Data Interconnectedness offers challenges we don’t understand. What we do know is that 84% of companies fail at digital transformation. They fail because they believe data mobility is still hard. They fail because they still operate as though data is anchored and bounded by the vendors’ server in which it is stored, or the fear of data leakage by security controls that are loosely coupled to the data. And, they have yet to take advantage of the simplification DataOps solutions can bring to complex, composite applications. The old adage is still true, When you don’t know what to manage, you manage what you know.
New Destinations for your Data Journey
For CIOs just learning about DataOps, there are clear benefits for their journey to digital:
- DataOps solutions give you the power to commoditize cloud providers, and make the cloud boundary fluid.
- Since your dataset is mobile and secure and decoupled, there’s no reason you can’t move it seamlessly and quickly from Amazon to Azure in minutes. Moreover, you can decide to move a dataset from your prem up to the cloud or from the cloud back to prem in minutes. Switching costs have fallen dramatically, and cloud vendor lock-in can be a thing of the past.
- DataOps solutions kill the friction between Data Producers and Data Consumers making App Development and tasks like Cloud Migration much faster
- The security and process bottlenecks your Developers, Testers, Analysts and Data Scientists experience accessing the data they need will diminish dramatically. Setting masking and access controls at creation time keeps Data Consumers in a safe space. Giving data consumers direct control over all of the usual operations they want to do (rollback, refresh, bookmark, etc.) squelches down all those requests to your infrastructure team to near zero. Applications move forward at the speed of developers and testers, not the speed of your control process. Longitudinal studies show this can result in a 30-50% increase in application delivery velocity.

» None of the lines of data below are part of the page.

// Copyright 2025-Present Traceline, Inc. https://traceline.dev/
// SPDX-License-Identifier: Apache-2.0

use std::env;
use std::path::PathBuf;

const DEFAULT_BASE_URL: &str = "https://agent.traceline.dev";
const DEFAULT_REPORT_INTERVAL_SECS: u64 = 5;
const DEFAULT_SAMPLES_PER_INTERVAL: usize = 100;
const DEFAULT_MAX_PENDING_TRACES: usize = 500;
const DEFAULT_IDLE_KEEPALIVE_SECS: u64 = 60;
const DEFAULT_MAX_MEMORY_MB: u64 = 256;
const DEFAULT_METRICS_INTERVAL_SECS: u64 = 60;

/// Agent configuration. Every resource limit the pipeline enforces is
/// surfaced here; `new` reads the environment, defaults cover the rest.
#[derive(Debug, Clone)]
pub struct Config {
    /// Long-lived agent credential, exchanged for short-lived session
    /// tokens before reports are accepted.
    pub auth_token: Option<String>,
    pub base_url: String,
    /// Batch window length, in seconds.
    pub report_interval_secs: u64,
    /// Reservoir size per batch window.
    pub samples_per_interval: usize,
    /// Work queue capacity; a full queue drops, never blocks producers.
    pub max_pending_traces: usize,
    /// Run the collector in a supervised subprocess instead of in-process.
    pub standalone: bool,
    pub lockfile_path: PathBuf,
    pub sockfile_dir: PathBuf,
    /// Worker exits after this long with no connected clients.
    pub worker_idle_keepalive_secs: u64,
    /// Worker self-terminates above this resident set size.
    pub worker_max_memory_mb: u64,
    pub metrics_report_interval_secs: u64,
    /// Command line used to launch (and relaunch) the worker binary.
    pub worker_command: Vec<String>,
    /// Category prefix that, on an out-of-order close, disables the
    /// middleware integration process-wide. `None` disables the policy.
    pub disable_policy_prefix: Option<String>,
    /// Testing mode: flush every batch as soon as it has content.
    pub constant_flush: bool,
}

impl Default for Config {
    fn default() -> Self {
        Config {
            auth_token: None,
            base_url: DEFAULT_BASE_URL.to_string(),
            report_interval_secs: DEFAULT_REPORT_INTERVAL_SECS,
            samples_per_interval: DEFAULT_SAMPLES_PER_INTERVAL,
            max_pending_traces: DEFAULT_MAX_PENDING_TRACES,
            standalone: false,
            lockfile_path: PathBuf::from("tmp/traceline.pid"),
            sockfile_dir: PathBuf::from("tmp"),
            worker_idle_keepalive_secs: DEFAULT_IDLE_KEEPALIVE_SECS,
            worker_max_memory_mb: DEFAULT_MAX_MEMORY_MB,
            metrics_report_interval_secs: DEFAULT_METRICS_INTERVAL_SECS,
            worker_command: vec!["traceline-worker".to_string()],
            disable_policy_prefix: Some("middleware".to_string()),
            constant_flush: false,
        }
    }
}

impl Config {
    pub fn new() -> anyhow::Result<Config> {
        let auth_token = env::var("TRACELINE_AUTH_TOKEN")
            .map_err(|_| anyhow::anyhow!("TRACELINE_AUTH_TOKEN environment variable is not set"))?;

        let mut config = Config {
            auth_token: Some(auth_token),
            ..Config::default()
        };

        if let Ok(url) = env::var("TRACELINE_BASE_URL") {
            config.base_url = url.trim_end_matches('/').to_string();
        }
        if let Some(interval) = parse_env("TRACELINE_REPORT_INTERVAL") {
            config.report_interval_secs = interval;
        }
        if let Some(samples) = parse_env("TRACELINE_SAMPLES_PER_INTERVAL") {
            config.samples_per_interval = samples;
        }
        if let Some(pending) = parse_env("TRACELINE_MAX_PENDING_TRACES") {
            config.max_pending_traces = pending;
        }
        if let Ok(val) = env::var("TRACELINE_STANDALONE") {
            config.standalone = val.to_lowercase() != "false";
        }
        if let Ok(path) = env::var("TRACELINE_LOCKFILE") {
            config.lockfile_path = PathBuf::from(path);
        }
        if let Ok(dir) = env::var("TRACELINE_SOCKDIR") {
            config.sockfile_dir = PathBuf::from(dir);
        }
        if let Some(secs) = parse_env("TRACELINE_WORKER_KEEPALIVE") {
            config.worker_idle_keepalive_secs = secs;
        }
        if let Some(mb) = parse_env("TRACELINE_WORKER_MAX_MEMORY_MB") {
            config.worker_max_memory_mb = mb;
        }
        if let Some(secs) = parse_env("TRACELINE_METRICS_INTERVAL") {
            config.metrics_report_interval_secs = secs;
        }
        if let Ok(bin) = env::var("TRACELINE_WORKER_BIN") {
            config.worker_command = vec![bin];
        }
        if let Ok(val) = env::var("TRACELINE_DISABLE_POLICY") {
            config.disable_policy_prefix = match val.as_str() {
                "" | "off" => None,
                prefix => Some(prefix.to_string()),
            };
        }
        if let Ok(val) = env::var("TRACELINE_CONSTANT_FLUSH") {
            config.constant_flush = val.to_lowercase() == "true";
        }

        if config.report_interval_secs == 0 {
            anyhow::bail!("TRACELINE_REPORT_INTERVAL must be positive");
        }
        if config.max_pending_traces == 0 {
            anyhow::bail!("TRACELINE_MAX_PENDING_TRACES must be positive");
        }

        Ok(config)
    }

    pub fn report_url(&self) -> String {
        format!("{}/report", self.base_url)
    }

    pub fn session_url(&self) -> String {
        format!("{}/session", self.base_url)
    }

    pub fn metrics_url(&self) -> String {
        format!("{}/agent/metrics", self.base_url)
    }

    pub fn sockfile_for(&self, pid: u32) -> PathBuf {
        self.sockfile_dir.join(format!("traceline-{pid}.sock"))
    }
}

fn parse_env<T: std::str::FromStr>(key: &str) -> Option<T> {
    env::var(key).ok().and_then(|val| val.parse::<T>().ok())
}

- DataOps also amp up the Speed and Velocity of composite applications.
- A lot of times, it doesn’t matter how fast you can deliver one app; it’s how fast you can deliver them all. By giving you time-synchronized access to not just one but many datasets, all sorts of problems disappear. You can create an end-to-end test environment for your 40 applications and it can be up in hours not months. You can roll the whole thing back. You can have all the fresh data you need to feed your ETL or your MDM or your data lake on command. Data Virtualization makes those datasets not only fast and mobile, it makes them cheap too.
DataOps is disrupting our assumptions and our approached to Data Transformation. And, it’s the right concept to help those folks in the “Data Transformation Group” cross the digital divide.
DataOps is the alignment of people, process, and technology to enable the rapid, automated, and secure management of data. Its goal is to improve outcomes by bringing together those that need data with those that provide it, eliminating friction throughout the data lifecycle.